Selon le dernier communiqué émanant du conseil des ministres, il a été constaté qu’en 2025, le Gabon a enregistré un taux de 93,25 % de marchés publics attribués de manière illégale sans appel d’offres. D’après le ministère gabonais en charge de la gestion des marchés publics, ce chiffre dépasse largement le seuil réglementaire fixé à 15 % pour ce type de procédure.
Le recours aux marchés publics de gré à gré est une pratique de longue date au Gabon.Cette méthode est souvent privilégiée par les responsables publics car elle facilite des arrangements directs avec les fournisseurs, ce qui implique fréquemment des pratiques de corruption telles que les pots-de-vin.
En effet, pour qu’une entreprise soit retenue, il est souvent nécessaire qu’elle fasse des concessions financières.
Malgré les appels récurrents en faveur d’une amélioration de la planification budgétaire et de la transparence dans la gestion des finances publiques, une tendance persistante inquiète les observateurs au Gabon.
Celle-ci se manifeste par un empressement soudain de plusieurs ministères et directions générales à soumettre leurs dossiers de passation de marchés publics en décembre, majoritairement via la procédure de gré à gré.Cette habitude, récurrente ces dernières années, soulève de nombreuses questions.
Pourquoi tant d’entités attendent-elles la fin de l’année pour initier des processus qui pourraient être commencés plus tôt dans l’année ? Et pourquoi opter pour le gré à gré, une méthode souvent critiquée pour son manque de transparence ?Une gestion budgétaire sous pression :D’après des sources proches du ministère du Budget, ce phénomène s’explique en partie par une anticipation déficiente dans l’exécution des plans d’investissement public.
« Nombreuses sont les administrations qui ne présentent pas leurs plans de passation au début de l’année.
En conséquence, elles se retrouvent à vouloir tout boucler en décembre, dans l’urgence », confie un haut fonctionnaire souhaitant garder l’anonymat.
Cette précipitation entraîne alors un recours accru au gré à gré, justifié par le manque de temps pour organiser des appels d’offres ouverts.
Ce mécanisme favorise les abus, notamment le favoritisme, la surfacturation ou l’absence de contrôle qualité.
Des demandes de réformes :Les acteurs de la société civile, particulièrement ceux engagés dans la lutte contre la corruption, tirent la sonnette d’alarme.
Ils estiment que cette situation met en lumière des lacunes structurelles dans la gouvernance publique.
« Il est impératif de réviser les calendriers budgétaires, de renforcer les capacités en planification et d’exiger une justification systématique du recours au gré à gré », plaide un responsable d’ONG.
La Direction Générale des Marchés Publics (DGMP) se trouve chaque année débordée par une avalanche de dossiers présentés in extremis.

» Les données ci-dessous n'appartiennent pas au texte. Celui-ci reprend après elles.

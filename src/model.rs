//! Data model: wire-level records, staged item types, and match reports.
//!
//! Items move through the pipeline as immutable stages rather than in-place
//! mutation: [`Item`] (normalized) → [`ClassifiedItem`] (category assigned) →
//! [`ScoredItem`] (difficulty assigned). Each difficulty pass produces a fresh
//! set of [`ScoredItem`]s, which makes the pass ordering explicit and lets the
//! stages be tested in isolation.

use std::collections::BTreeMap;

use serde::{Deserialize, Serialize};

// ── Wire-level input ────────────────────────────────────────────────────

/// A task as it arrives in a match request.
#[derive(Debug, Clone, Deserialize)]
pub struct TaskInput {
    #[serde(default)]
    pub text: String,
    #[serde(default, rename = "timeTaken")]
    pub time_taken: f64,
    #[serde(default)]
    pub checked: bool,
}

/// A goal as it arrives in a match request.
#[derive(Debug, Clone, Deserialize)]
pub struct GoalInput {
    #[serde(default)]
    pub title: String,
    #[serde(default, rename = "timeTaken")]
    pub time_taken: f64,
    #[serde(default, rename = "workoutCompleted")]
    pub completed: bool,
}

/// A user as it arrives in a match request.
#[derive(Debug, Clone, Deserialize)]
pub struct UserRecord {
    pub id: String,
    #[serde(default)]
    pub tasks: Vec<TaskInput>,
    #[serde(default)]
    pub goals: Vec<GoalInput>,
    #[serde(default)]
    pub streak_days: u32,
    #[serde(default, rename = "Country")]
    pub country: String,
    #[serde(default)]
    pub time_zone: String,
}

/// A group as it arrives in a group-match request: an id plus member user ids.
#[derive(Debug, Clone, Deserialize)]
pub struct GroupRecord {
    pub id: String,
    #[serde(default)]
    pub members: Vec<String>,
}

/// Envelope for the group-match mode.
#[derive(Debug, Clone, Deserialize)]
pub struct GroupMatchRequest {
    #[serde(default)]
    pub users: Vec<UserRecord>,
    #[serde(default)]
    pub groups: Vec<GroupRecord>,
}

// ── Staged item types ───────────────────────────────────────────────────

/// A normalized activity item. Tasks and goals both collapse to this shape.
#[derive(Debug, Clone)]
pub struct Item {
    pub title: String,
    /// Observed completion time in minutes.
    pub time_taken: f64,
    pub completed: bool,
}

impl Item {
    pub fn from_task(task: &TaskInput) -> Self {
        Self {
            title: task.text.clone(),
            time_taken: task.time_taken,
            completed: task.checked,
        }
    }

    pub fn from_goal(goal: &GoalInput) -> Self {
        Self {
            title: goal.title.clone(),
            time_taken: goal.time_taken,
            completed: goal.completed,
        }
    }

    /// Attach a category, producing the next stage.
    pub fn classified(self, category: impl Into<String>) -> ClassifiedItem {
        ClassifiedItem {
            title: self.title,
            time_taken: self.time_taken,
            completed: self.completed,
            category: category.into(),
        }
    }
}

/// An item with its inferred category.
#[derive(Debug, Clone)]
pub struct ClassifiedItem {
    pub title: String,
    pub time_taken: f64,
    pub completed: bool,
    pub category: String,
}

impl ClassifiedItem {
    /// Attach a difficulty, producing the next stage.
    pub fn scored(&self, difficulty: f64) -> ScoredItem {
        ScoredItem {
            title: self.title.clone(),
            time_taken: self.time_taken,
            completed: self.completed,
            category: self.category.clone(),
            difficulty,
        }
    }
}

/// An item with category and predicted difficulty in `[1, 5]`.
#[derive(Debug, Clone)]
pub struct ScoredItem {
    pub title: String,
    pub time_taken: f64,
    pub completed: bool,
    pub category: String,
    pub difficulty: f64,
}

impl ScoredItem {
    /// Difficulty-per-minute skill score for this item.
    pub fn skill_score(&self) -> f64 {
        self.difficulty / self.time_taken.max(1.0)
    }

    /// Re-score with a refined difficulty.
    pub fn rescored(&self, difficulty: f64) -> ScoredItem {
        ScoredItem {
            difficulty,
            ..self.clone()
        }
    }
}

// ── Staged user types ───────────────────────────────────────────────────

/// A user whose items have been normalized and categorized.
///
/// `success_rate` is the fraction of completed items (0 for a user with no
/// items); it is fixed at classification time and carried through both
/// difficulty passes.
#[derive(Debug, Clone)]
pub struct ClassifiedUser {
    pub id: String,
    pub items: Vec<ClassifiedItem>,
    pub streak_days: u32,
    pub country: String,
    pub time_zone: String,
    pub success_rate: f64,
}

impl ClassifiedUser {
    /// Normalize a wire-level record: tasks ∪ goals, categories assigned by
    /// the caller via `classify`.
    pub fn from_record(record: &UserRecord, mut classify: impl FnMut(&str) -> String) -> Self {
        let items: Vec<ClassifiedItem> = record
            .tasks
            .iter()
            .map(Item::from_task)
            .chain(record.goals.iter().map(Item::from_goal))
            .map(|item| {
                let category = classify(&item.title);
                item.classified(category)
            })
            .collect();
        let success_rate = if items.is_empty() {
            0.0
        } else {
            items.iter().filter(|i| i.completed).count() as f64 / items.len() as f64
        };
        Self {
            id: record.id.clone(),
            items,
            streak_days: record.streak_days,
            country: record.country.clone(),
            time_zone: record.time_zone.clone(),
            success_rate,
        }
    }
}

/// A user whose items carry predicted difficulties.
///
/// `completion_factor` is the mean ratio of expected to actual time across
/// the user's items; it starts at 1.0 (pass 1) and is refined in pass 2.
#[derive(Debug, Clone)]
pub struct ScoredUser {
    pub id: String,
    pub items: Vec<ScoredItem>,
    pub streak_days: u32,
    pub country: String,
    pub time_zone: String,
    pub success_rate: f64,
    pub completion_factor: f64,
}

// ── Match reports ───────────────────────────────────────────────────────

/// One entry in a user's ranked list of other users.
#[derive(Debug, Clone, Serialize)]
pub struct RankedUser {
    pub other_id: String,
    pub score: f64,
}

/// One entry in a user's ranked list of groups.
#[derive(Debug, Clone, Serialize)]
pub struct RankedGroup {
    pub group: String,
    pub score: f64,
}

/// The single best- or worst-scoring unordered user pair in a batch.
#[derive(Debug, Clone, Serialize)]
pub struct Connection {
    pub pair: (String, String),
    pub similarity: f64,
}

/// Full result of a user-to-user match batch.
#[derive(Debug, Clone, Serialize)]
pub struct UserMatchReport {
    pub user_ids: Vec<String>,
    pub feature_vectors: Vec<Vec<f64>>,
    pub similarity_matrix: Vec<Vec<f64>>,
    /// Per-user assigned categories, in item order.
    pub categories: BTreeMap<String, Vec<String>>,
    pub best_connection: Option<Connection>,
    pub worst_connection: Option<Connection>,
    pub best_to_worst: BTreeMap<String, Vec<RankedUser>>,
}

/// Full result of a user-to-group match batch.
#[derive(Debug, Clone, Serialize)]
pub struct GroupMatchReport {
    pub best_to_worst_groups: BTreeMap<String, Vec<RankedGroup>>,
    pub similarity_matrix: Vec<Vec<f64>>,
    pub group_ids: Vec<String>,
}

Une situation qui nuit à la rigueur administrative et à la qualité de l’évaluation des projets.
Dans le cadre des réformes entreprises, des voix s’élèvent pour que l’approbation des marchés en fin d’année soit conditionnée par une justification rigoureuse et documentée.
Une telle mesure pourrait assainir le processus de passation et inciter les ministères à mieux planifier leurs besoins tout au long de l’année.Il reste à voir si cette volonté de réforme se traduirait par des actions concrètes.
En attendant, le mois de décembre demeure, pour de nombreux acteurs publics, le théâtre d’une course contre la montre, non sans répercussions sur la qualité de la dépense publique.